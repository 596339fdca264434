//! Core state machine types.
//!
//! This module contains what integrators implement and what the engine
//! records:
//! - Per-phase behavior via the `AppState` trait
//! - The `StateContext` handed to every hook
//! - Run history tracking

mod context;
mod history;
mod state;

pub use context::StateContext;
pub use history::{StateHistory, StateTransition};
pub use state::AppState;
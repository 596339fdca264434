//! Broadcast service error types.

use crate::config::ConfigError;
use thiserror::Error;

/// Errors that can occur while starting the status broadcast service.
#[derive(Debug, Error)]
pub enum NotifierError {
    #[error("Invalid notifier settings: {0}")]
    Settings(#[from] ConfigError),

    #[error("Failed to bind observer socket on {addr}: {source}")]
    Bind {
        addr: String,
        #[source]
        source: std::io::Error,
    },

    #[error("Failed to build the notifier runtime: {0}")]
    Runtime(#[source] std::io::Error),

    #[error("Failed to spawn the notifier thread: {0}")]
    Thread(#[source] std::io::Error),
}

-*-

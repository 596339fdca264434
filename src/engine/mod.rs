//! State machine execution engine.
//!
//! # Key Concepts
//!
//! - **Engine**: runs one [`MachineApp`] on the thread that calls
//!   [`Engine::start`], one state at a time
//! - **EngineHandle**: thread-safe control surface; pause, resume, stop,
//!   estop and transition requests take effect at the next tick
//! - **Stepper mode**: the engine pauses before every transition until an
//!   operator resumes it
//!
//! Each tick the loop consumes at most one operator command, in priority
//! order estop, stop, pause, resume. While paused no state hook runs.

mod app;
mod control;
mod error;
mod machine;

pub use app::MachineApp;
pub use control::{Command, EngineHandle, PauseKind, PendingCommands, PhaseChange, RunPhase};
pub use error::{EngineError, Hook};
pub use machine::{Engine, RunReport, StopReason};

-*-

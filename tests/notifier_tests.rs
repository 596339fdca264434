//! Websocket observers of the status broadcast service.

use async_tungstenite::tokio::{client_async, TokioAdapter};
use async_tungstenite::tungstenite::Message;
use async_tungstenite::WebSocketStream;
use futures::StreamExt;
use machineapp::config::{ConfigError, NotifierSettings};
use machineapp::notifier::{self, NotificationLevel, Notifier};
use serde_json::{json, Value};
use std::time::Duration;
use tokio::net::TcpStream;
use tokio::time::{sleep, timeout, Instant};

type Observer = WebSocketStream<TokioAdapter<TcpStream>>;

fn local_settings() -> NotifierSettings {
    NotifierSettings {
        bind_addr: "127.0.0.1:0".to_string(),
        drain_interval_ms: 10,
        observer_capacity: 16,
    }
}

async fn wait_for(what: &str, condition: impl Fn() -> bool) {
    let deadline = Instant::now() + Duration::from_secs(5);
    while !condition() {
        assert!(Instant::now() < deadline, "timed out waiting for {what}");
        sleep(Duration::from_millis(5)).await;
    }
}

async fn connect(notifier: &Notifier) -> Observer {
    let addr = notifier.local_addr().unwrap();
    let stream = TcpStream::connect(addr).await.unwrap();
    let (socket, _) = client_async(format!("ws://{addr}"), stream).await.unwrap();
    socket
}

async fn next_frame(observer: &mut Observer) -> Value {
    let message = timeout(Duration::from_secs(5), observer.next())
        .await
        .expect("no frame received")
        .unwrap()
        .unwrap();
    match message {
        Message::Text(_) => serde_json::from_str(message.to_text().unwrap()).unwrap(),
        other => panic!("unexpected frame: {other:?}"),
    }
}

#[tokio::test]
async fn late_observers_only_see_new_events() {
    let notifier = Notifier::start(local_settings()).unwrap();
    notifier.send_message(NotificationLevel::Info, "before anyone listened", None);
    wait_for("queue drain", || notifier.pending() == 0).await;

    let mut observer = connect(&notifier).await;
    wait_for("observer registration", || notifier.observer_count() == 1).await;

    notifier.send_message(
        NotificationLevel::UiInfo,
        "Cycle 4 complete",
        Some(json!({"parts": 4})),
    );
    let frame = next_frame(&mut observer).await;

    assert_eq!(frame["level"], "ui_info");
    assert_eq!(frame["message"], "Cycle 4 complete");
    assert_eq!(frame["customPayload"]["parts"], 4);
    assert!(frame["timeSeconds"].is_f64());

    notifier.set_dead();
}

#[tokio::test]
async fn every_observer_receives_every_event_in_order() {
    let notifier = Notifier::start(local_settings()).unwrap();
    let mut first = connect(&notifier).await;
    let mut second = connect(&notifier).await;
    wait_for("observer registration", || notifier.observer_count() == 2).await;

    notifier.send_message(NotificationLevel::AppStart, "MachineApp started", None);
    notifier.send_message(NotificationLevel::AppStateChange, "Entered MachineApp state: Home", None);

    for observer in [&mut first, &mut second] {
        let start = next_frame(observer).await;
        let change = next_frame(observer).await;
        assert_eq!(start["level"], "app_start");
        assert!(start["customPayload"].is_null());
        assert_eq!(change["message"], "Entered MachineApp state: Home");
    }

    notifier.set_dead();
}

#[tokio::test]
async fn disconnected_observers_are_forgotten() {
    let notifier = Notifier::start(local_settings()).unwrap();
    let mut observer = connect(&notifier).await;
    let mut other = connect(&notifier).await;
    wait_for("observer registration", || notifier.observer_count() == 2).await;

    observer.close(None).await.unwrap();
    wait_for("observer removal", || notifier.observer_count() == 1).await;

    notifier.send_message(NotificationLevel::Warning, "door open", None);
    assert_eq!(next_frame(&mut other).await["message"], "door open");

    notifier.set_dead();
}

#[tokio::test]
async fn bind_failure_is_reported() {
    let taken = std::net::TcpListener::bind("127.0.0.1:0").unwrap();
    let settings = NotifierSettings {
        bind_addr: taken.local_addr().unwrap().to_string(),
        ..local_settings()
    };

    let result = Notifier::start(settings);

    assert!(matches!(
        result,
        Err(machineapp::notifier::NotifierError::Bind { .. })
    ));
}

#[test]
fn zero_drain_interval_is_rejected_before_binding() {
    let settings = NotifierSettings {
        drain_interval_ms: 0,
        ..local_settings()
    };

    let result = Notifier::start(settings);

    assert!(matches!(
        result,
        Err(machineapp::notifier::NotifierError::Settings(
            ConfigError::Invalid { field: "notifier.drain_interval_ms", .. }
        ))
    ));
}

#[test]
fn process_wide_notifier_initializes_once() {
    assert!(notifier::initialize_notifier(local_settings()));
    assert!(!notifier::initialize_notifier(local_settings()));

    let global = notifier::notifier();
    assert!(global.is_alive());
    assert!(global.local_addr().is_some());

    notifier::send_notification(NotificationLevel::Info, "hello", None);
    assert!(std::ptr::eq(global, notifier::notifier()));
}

-*-

■ Exercise prompt
Lines above that include the string "customPayload" need to be copied.

■ Output for this exercise
    assert_eq!(frame["customPayload"]["parts"], 4);
        assert!(start["customPayload"].is_null());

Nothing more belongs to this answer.